• [YOUR GOAL] From the entries that follow, copy each line containing the word "first".

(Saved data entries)
┏━━
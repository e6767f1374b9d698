//! Per-language lookup settings: browser locale, default units, search phrasing
//! and the condition words the widget uses in that language.
//!
//! The table is a process-wide static; [`LocaleRegistry::resolve`] never fails
//! and falls back to English for tags it does not know.

use crate::units::{TempUnit, WindUnit};

/// Language used when a tag resolves to nothing else.
pub const FALLBACK_LANG: &str = "en";

#[derive(Debug, Clone, PartialEq, Eq)]
pub struct LocaleConfig {
    /// Language tag this entry is keyed by, e.g. `en-GB`.
    pub lang: &'static str,
    /// Locale handed to the browser, e.g. `es-ES`.
    pub locale_tag: &'static str,
    pub default_temp_unit: TempUnit,
    pub default_wind_unit: WindUnit,
    /// Search phrase with a `{city}` placeholder.
    pub query_template: &'static str,
    /// Canonical condition key to the word the widget shows in this language.
    pub condition_translations: &'static [(&'static str, &'static str)],
}

impl LocaleConfig {
    /// Canonical key of the first translation contained in `condition`.
    pub fn condition_key(&self, condition: &str) -> Option<&'static str> {
        let condition = condition.to_lowercase();
        self.condition_translations
            .iter()
            .find(|(_, word)| condition.contains(&word.to_lowercase()))
            .map(|(key, _)| *key)
    }

    pub fn recognizes_condition(&self, condition: &str) -> bool {
        self.condition_key(condition).is_some()
    }

    pub fn translation(&self, key: &str) -> Option<&'static str> {
        self.condition_translations
            .iter()
            .find(|(k, _)| *k == key)
            .map(|(_, word)| *word)
    }
}

const EN_CONDITIONS: &[(&str, &str)] = &[
    ("sunny", "Sunny"),
    ("clear", "Clear"),
    ("partly_cloudy", "Partly cloudy"),
    ("mostly_cloudy", "Mostly cloudy"),
    ("cloudy", "Cloudy"),
    ("overcast", "Overcast"),
    ("showers", "Showers"),
    ("drizzle", "Drizzle"),
    ("rain", "Rain"),
    ("thunderstorm", "Thunderstorm"),
    ("snow", "Snow"),
    ("fog", "Fog"),
    ("mist", "Mist"),
    ("haze", "Haze"),
    ("windy", "Windy"),
];

const ES_CONDITIONS: &[(&str, &str)] = &[
    ("sunny", "Soleado"),
    ("clear", "Despejado"),
    ("partly_cloudy", "Parcialmente nublado"),
    ("mostly_cloudy", "Mayormente nublado"),
    ("cloudy", "Nublado"),
    ("overcast", "Cubierto"),
    ("showers", "Chubascos"),
    ("drizzle", "Llovizna"),
    ("rain", "Lluvia"),
    ("thunderstorm", "Tormenta"),
    ("snow", "Nieve"),
    ("fog", "Niebla"),
    ("mist", "Neblina"),
    ("haze", "Bruma"),
    ("windy", "Ventoso"),
];

const FR_CONDITIONS: &[(&str, &str)] = &[
    ("sunny", "Ensoleillé"),
    ("clear", "Dégagé"),
    ("partly_cloudy", "Partiellement nuageux"),
    ("mostly_cloudy", "Généralement nuageux"),
    ("cloudy", "Nuageux"),
    ("overcast", "Couvert"),
    ("showers", "Averses"),
    ("drizzle", "Bruine"),
    ("rain", "Pluie"),
    ("thunderstorm", "Orage"),
    ("snow", "Neige"),
    ("fog", "Brouillard"),
    ("mist", "Brume"),
    ("haze", "Brume sèche"),
    ("windy", "Venteux"),
];

const DE_CONDITIONS: &[(&str, &str)] = &[
    ("sunny", "Sonnig"),
    ("clear", "Klar"),
    ("partly_cloudy", "Teilweise bewölkt"),
    ("mostly_cloudy", "Überwiegend bewölkt"),
    ("cloudy", "Bewölkt"),
    ("overcast", "Bedeckt"),
    ("showers", "Schauer"),
    ("drizzle", "Nieselregen"),
    ("rain", "Regen"),
    ("thunderstorm", "Gewitter"),
    ("snow", "Schnee"),
    ("fog", "Nebel"),
    ("mist", "Dunst"),
    ("windy", "Windig"),
];

const IT_CONDITIONS: &[(&str, &str)] = &[
    ("sunny", "Soleggiato"),
    ("clear", "Sereno"),
    ("partly_cloudy", "Parzialmente nuvoloso"),
    ("mostly_cloudy", "Prevalentemente nuvoloso"),
    ("cloudy", "Nuvoloso"),
    ("overcast", "Coperto"),
    ("showers", "Rovesci"),
    ("drizzle", "Pioggerella"),
    ("rain", "Pioggia"),
    ("thunderstorm", "Temporale"),
    ("snow", "Neve"),
    ("fog", "Nebbia"),
    ("mist", "Foschia"),
    ("windy", "Ventoso"),
];

const PT_CONDITIONS: &[(&str, &str)] = &[
    ("sunny", "Ensolarado"),
    ("clear", "Céu limpo"),
    ("partly_cloudy", "Parcialmente nublado"),
    ("mostly_cloudy", "Predominantemente nublado"),
    ("cloudy", "Nublado"),
    ("overcast", "Encoberto"),
    ("showers", "Pancadas de chuva"),
    ("drizzle", "Garoa"),
    ("rain", "Chuva"),
    ("thunderstorm", "Tempestade"),
    ("snow", "Neve"),
    ("fog", "Nevoeiro"),
    ("mist", "Névoa"),
    ("windy", "Ventania"),
];

// The first entry doubles as the fallback.
const LOCALES: &[LocaleConfig] = &[
    LocaleConfig {
        lang: "en",
        locale_tag: "en-US",
        default_temp_unit: TempUnit::Fahrenheit,
        default_wind_unit: WindUnit::Mph,
        query_template: "weather in {city}",
        condition_translations: EN_CONDITIONS,
    },
    LocaleConfig {
        lang: "en-GB",
        locale_tag: "en-GB",
        default_temp_unit: TempUnit::Celsius,
        default_wind_unit: WindUnit::Mph,
        query_template: "weather in {city}",
        condition_translations: EN_CONDITIONS,
    },
    LocaleConfig {
        lang: "es",
        locale_tag: "es-ES",
        default_temp_unit: TempUnit::Celsius,
        default_wind_unit: WindUnit::Kmh,
        query_template: "clima en {city}",
        condition_translations: ES_CONDITIONS,
    },
    LocaleConfig {
        lang: "fr",
        locale_tag: "fr-FR",
        default_temp_unit: TempUnit::Celsius,
        default_wind_unit: WindUnit::Kmh,
        query_template: "météo à {city}",
        condition_translations: FR_CONDITIONS,
    },
    LocaleConfig {
        lang: "de",
        locale_tag: "de-DE",
        default_temp_unit: TempUnit::Celsius,
        default_wind_unit: WindUnit::Kmh,
        query_template: "wetter in {city}",
        condition_translations: DE_CONDITIONS,
    },
    LocaleConfig {
        lang: "it",
        locale_tag: "it-IT",
        default_temp_unit: TempUnit::Celsius,
        default_wind_unit: WindUnit::Kmh,
        query_template: "meteo a {city}",
        condition_translations: IT_CONDITIONS,
    },
    LocaleConfig {
        lang: "pt",
        locale_tag: "pt-BR",
        default_temp_unit: TempUnit::Celsius,
        default_wind_unit: WindUnit::Kmh,
        query_template: "previsão do tempo em {city}",
        condition_translations: PT_CONDITIONS,
    },
];

static REGISTRY: LocaleRegistry = LocaleRegistry {
    entries: LOCALES,
    fallback: &LOCALES[0],
};

/// Read-only table of [`LocaleConfig`]s.
#[derive(Debug)]
pub struct LocaleRegistry {
    entries: &'static [LocaleConfig],
    fallback: &'static LocaleConfig,
}

impl LocaleRegistry {
    /// The built-in table shared by every lookup.
    pub fn global() -> &'static LocaleRegistry {
        &REGISTRY
    }

    pub fn entries(&self) -> &'static [LocaleConfig] {
        self.entries
    }

    /// Entry keyed exactly by `lang` (case-insensitive, `_` accepted for `-`).
    pub fn get(&self, lang: &str) -> Option<&'static LocaleConfig> {
        let tag = normalize_tag(lang);
        self.entries
            .iter()
            .find(|entry| entry.lang.eq_ignore_ascii_case(&tag))
    }

    /// Exact tag first, then the primary subtag, then English.
    ///
    /// A regional entry such as `en-GB` wins over the bare language when both
    /// exist; `en-AU` has no entry of its own and resolves to `en`.
    pub fn resolve(&self, lang: &str) -> &'static LocaleConfig {
        if let Some(entry) = self.get(lang) {
            return entry;
        }

        let tag = normalize_tag(lang);
        let primary = tag.split('-').next().unwrap_or_default();
        self.get(primary).unwrap_or(self.fallback)
    }
}

fn normalize_tag(lang: &str) -> String {
    lang.trim().replace('_', "-")
}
┗━━
• [RESPONSE BOX]
    /// Canonical key of the first translation contained in `condition`.
// The first entry doubles as the fallback.
    /// Exact tag first, then the primary subtag, then English.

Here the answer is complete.